Local News

Peterson Claims He's Entitled To Insurance Payout

Posted 2006-12-12T14:32:37+00:00 - Updated 2002-11-21T17:29:00+00:00

Mike Peterson, fighting to prove he didn't kill his wife, is also in court fighting to prove he should be the beneficiary of her $1.4 million life insurance policy.

Peterson is scheduled to go on trial in May for murder in the death of his wife, Kathleen, who was found dead at the bottom of a staircase in their Durham home last December.

A successful novelist, one-time candidate for mayor and former newspaper columnist, Peterson has said his wife fell down the stairs. Police and prosecutors say deep gashes to Kathleen Peterson's head indicate she was killed.

Last month, Caitlin Atwater, Mrs. Peterson's only child and a one-time advocate for Mike Peterson's innocence, filed a wrongful death lawsuit against her stepfather in Durham Superior Court. She also made a claim to her late mother's insurance policy in federal court in Greenville.

In April, Prudential Insurance asked a federal judge to decide who should be paid the proceeds, which include $145,000 for basic life benefits, $580,000 optional life benefits and $725,000 for accidental death.

The insurance company said in court papers that it couldn't decide who should get the money because of "adverse and conflicting or potentially adverse and conflicting claims."

Court records show that on June 8, 1987, Mrs. Peterson made Frederick M. Atwater, her husband at the time, the beneficiary of the insurance policy she held as an employee of Nortel Networks, court documents show. The two divorced in November of 1991.

On July 29, 1997, Mrs. Peterson made her new husband, Mike Peterson, the beneficiary. But she never signed the form, court records show. Nortel date-stamped the unsigned form as being "entered."

Because there is no signature on the form, Frederick and Caitlin Atwater have said in court documents that all of the money should go to them.

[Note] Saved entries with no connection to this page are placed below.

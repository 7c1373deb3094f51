use std::collections::HashSet;

use chrono::{Datelike, NaiveDate, Weekday};
use gtfs_model::{Calendar, ExceptionType, GtfsDate, ServiceAvailability};

use crate::{GtfsFeed, NoticeContainer, NoticeSeverity, ValidationNotice, Validator};

const CODE_SERVICE_NEVER_ACTIVE: &str = "service_never_active";

/// A service_id referenced by calendar.txt or calendar_dates.txt that has no
/// day on which it is actually scheduled: every weekday flag is `false` in
/// calendar.txt and calendar_dates.txt never adds it back, or its calendar
/// date range contains no added exception at all.
#[derive(Debug, Default)]
pub struct ServiceNeverActiveValidator;

impl Validator for ServiceNeverActiveValidator {
    fn name(&self) -> &'static str {
        "service_never_active"
    }

    fn validate(&self, feed: &GtfsFeed, notices: &mut NoticeContainer) {
        let mut added_dates: HashSet<&str> = HashSet::new();
        let mut removed_dates: HashSet<&str> = HashSet::new();
        if let Some(calendar_dates) = &feed.calendar_dates {
            for row in &calendar_dates.rows {
                let service_id = row.service_id.trim();
                if service_id.is_empty() {
                    continue;
                }
                match row.exception_type {
                    ExceptionType::Added => {
                        added_dates.insert(service_id);
                    }
                    ExceptionType::Removed => {
                        removed_dates.insert(service_id);
                    }
                    _ => {}
                }
            }
        }

        if let Some(calendar) = &feed.calendar {
            for (index, row) in calendar.rows.iter().enumerate() {
                let row_number = calendar.row_number(index);
                let service_id = row.service_id.trim();
                if service_id.is_empty() {
                    continue;
                }
                if added_dates.contains(service_id) {
                    continue;
                }
                if has_weekly_service(row) && calendar_range_has_a_day(row) {
                    continue;
                }

                let mut notice = ValidationNotice::new(
                    CODE_SERVICE_NEVER_ACTIVE,
                    NoticeSeverity::Warning,
                    "service_id is never scheduled on any calendar date",
                );
                notice.insert_context_field("csvRowNumber", row_number);
                notice.insert_context_field("serviceId", service_id);
                notice.field_order = vec!["csvRowNumber".to_string(), "serviceId".to_string()];
                notices.push(notice);
            }
        }
    }
}

fn has_weekly_service(calendar: &Calendar) -> bool {
    [
        calendar.monday,
        calendar.tuesday,
        calendar.wednesday,
        calendar.thursday,
        calendar.friday,
        calendar.saturday,
        calendar.sunday,
    ]
    .iter()
    .any(|day| matches!(day, ServiceAvailability::Available))
}

fn calendar_range_has_a_day(calendar: &Calendar) -> bool {
    let (Some(start), Some(end)) = (
        gtfs_date_to_naive(calendar.start_date),
        gtfs_date_to_naive(calendar.end_date),
    ) else {
        return false;
    };

    let mut current = start;
    while current <= end {
        if service_available_on_date(calendar, current) {
            return true;
        }
        match current.succ_opt() {
            Some(next) => current = next,
            None => break,
        }
    }
    false
}

fn gtfs_date_to_naive(date: GtfsDate) -> Option<NaiveDate> {
    NaiveDate::from_ymd_opt(date.year(), date.month() as u32, date.day() as u32)
}

fn service_available_on_date(calendar: &Calendar, date: NaiveDate) -> bool {
    match date.weekday() {
        Weekday::Mon => matches!(calendar.monday, ServiceAvailability::Available),
        Weekday::Tue => matches!(calendar.tuesday, ServiceAvailability::Available),
        Weekday::Wed => matches!(calendar.wednesday, ServiceAvailability::Available),
        Weekday::Thu => matches!(calendar.thursday, ServiceAvailability::Available),
        Weekday::Fri => matches!(calendar.friday, ServiceAvailability::Available),
        Weekday::Sat => matches!(calendar.saturday, ServiceAvailability::Available),
        Weekday::Sun => matches!(calendar.sunday, ServiceAvailability::Available),
    }
}

#[cfg(test)]
mod tests {
    use super::*;
    use crate::CsvTable;
    use gtfs_model::{CalendarDate, GtfsDate};

    fn calendar_row(service_id: &str, available: ServiceAvailability) -> Calendar {
        Calendar {
            service_id: service_id.to_string(),
            monday: available,
            tuesday: available,
            wednesday: available,
            thursday: available,
            friday: available,
            saturday: available,
            sunday: available,
            start_date: GtfsDate::parse("20240101").unwrap(),
            end_date: GtfsDate::parse("20240131").unwrap(),
        }
    }

    #[test]
    fn detects_service_with_every_day_unavailable_and_no_exceptions() {
        let feed = GtfsFeed {
            calendar: Some(CsvTable {
                headers: vec!["service_id".into()],
                rows: vec![calendar_row("S1", ServiceAvailability::Unavailable)],
                row_numbers: vec![2],
            }),
            ..Default::default()
        };

        let mut notices = NoticeContainer::new();
        ServiceNeverActiveValidator.validate(&feed, &mut notices);

        assert_eq!(notices.len(), 1);
        assert_eq!(notices.iter().next().unwrap().code, CODE_SERVICE_NEVER_ACTIVE);
    }

    #[test]
    fn passes_when_a_weekday_is_available() {
        let feed = GtfsFeed {
            calendar: Some(CsvTable {
                headers: vec!["service_id".into()],
                rows: vec![calendar_row("S1", ServiceAvailability::Available)],
                row_numbers: vec![2],
            }),
            ..Default::default()
        };

        let mut notices = NoticeContainer::new();
        ServiceNeverActiveValidator.validate(&feed, &mut notices);

        assert!(notices.is_empty());
    }

    #[test]
    fn passes_when_calendar_dates_adds_the_service_back() {
        let feed = GtfsFeed {
            calendar: Some(CsvTable {
                headers: vec!["service_id".into()],
                rows: vec![calendar_row("S1", ServiceAvailability::Unavailable)],
                row_numbers: vec![2],
            }),
            calendar_dates: Some(CsvTable {
                headers: vec!["service_id".into()],
                rows: vec![CalendarDate {
                    service_id: "S1".to_string(),
                    date: GtfsDate::parse("20240115").unwrap(),
                    exception_type: ExceptionType::Added,
                }],
                row_numbers: vec![2],
            }),
            ..Default::default()
        };

        let mut notices = NoticeContainer::new();
        ServiceNeverActiveValidator.validate(&feed, &mut notices);

        assert!(notices.is_empty());
    }
}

"Prior to her death, decedent designated Defendant Frederick M. Atwater as the beneficiary of the life and accidental death benefits ... and made no valid change in the beneficiary designation prior to her death on December 9, 2001," Frederick Atwater's attorney, David Rooks of Chapel Hill, said in court documents filed in June.

Frederick Atwater, who lives in Washington, N.C., declined comment on the dispute.

Caitlin Atwater's attorney filed documents in June contending that if Frederick Atwater is not made the beneficiary, she should be the sole beneficiary because of North Carolina's "slayer statute," which prohibits economic gain for a person convicted of killing another.

Mike Peterson's attorneys countered in July that, because the 1997 form designating him as beneficiary was stamped by Nortel, it is clear he should get the money.

Mike Peterson said Frederick Atwater's claim to the insurance policy ended with his marriage to Kathleen Peterson.

"Kathleen made her feelings very clear when she divorced him," Peterson said.

Kathleen Peterson took out two insurance policies to comply with the terms of her divorce agreement with her ex-husband, Mike Peterson said. After Caitlin Atwater turned 18 and decided to attend Cornell University, she cashed them in and invested the money, he said.

Because of the continuing criminal trial, Mike Peterson's attorneys asked U.S. District Judge Malcolm Howard to keep the proceedings confidential. Howard refused that request in June.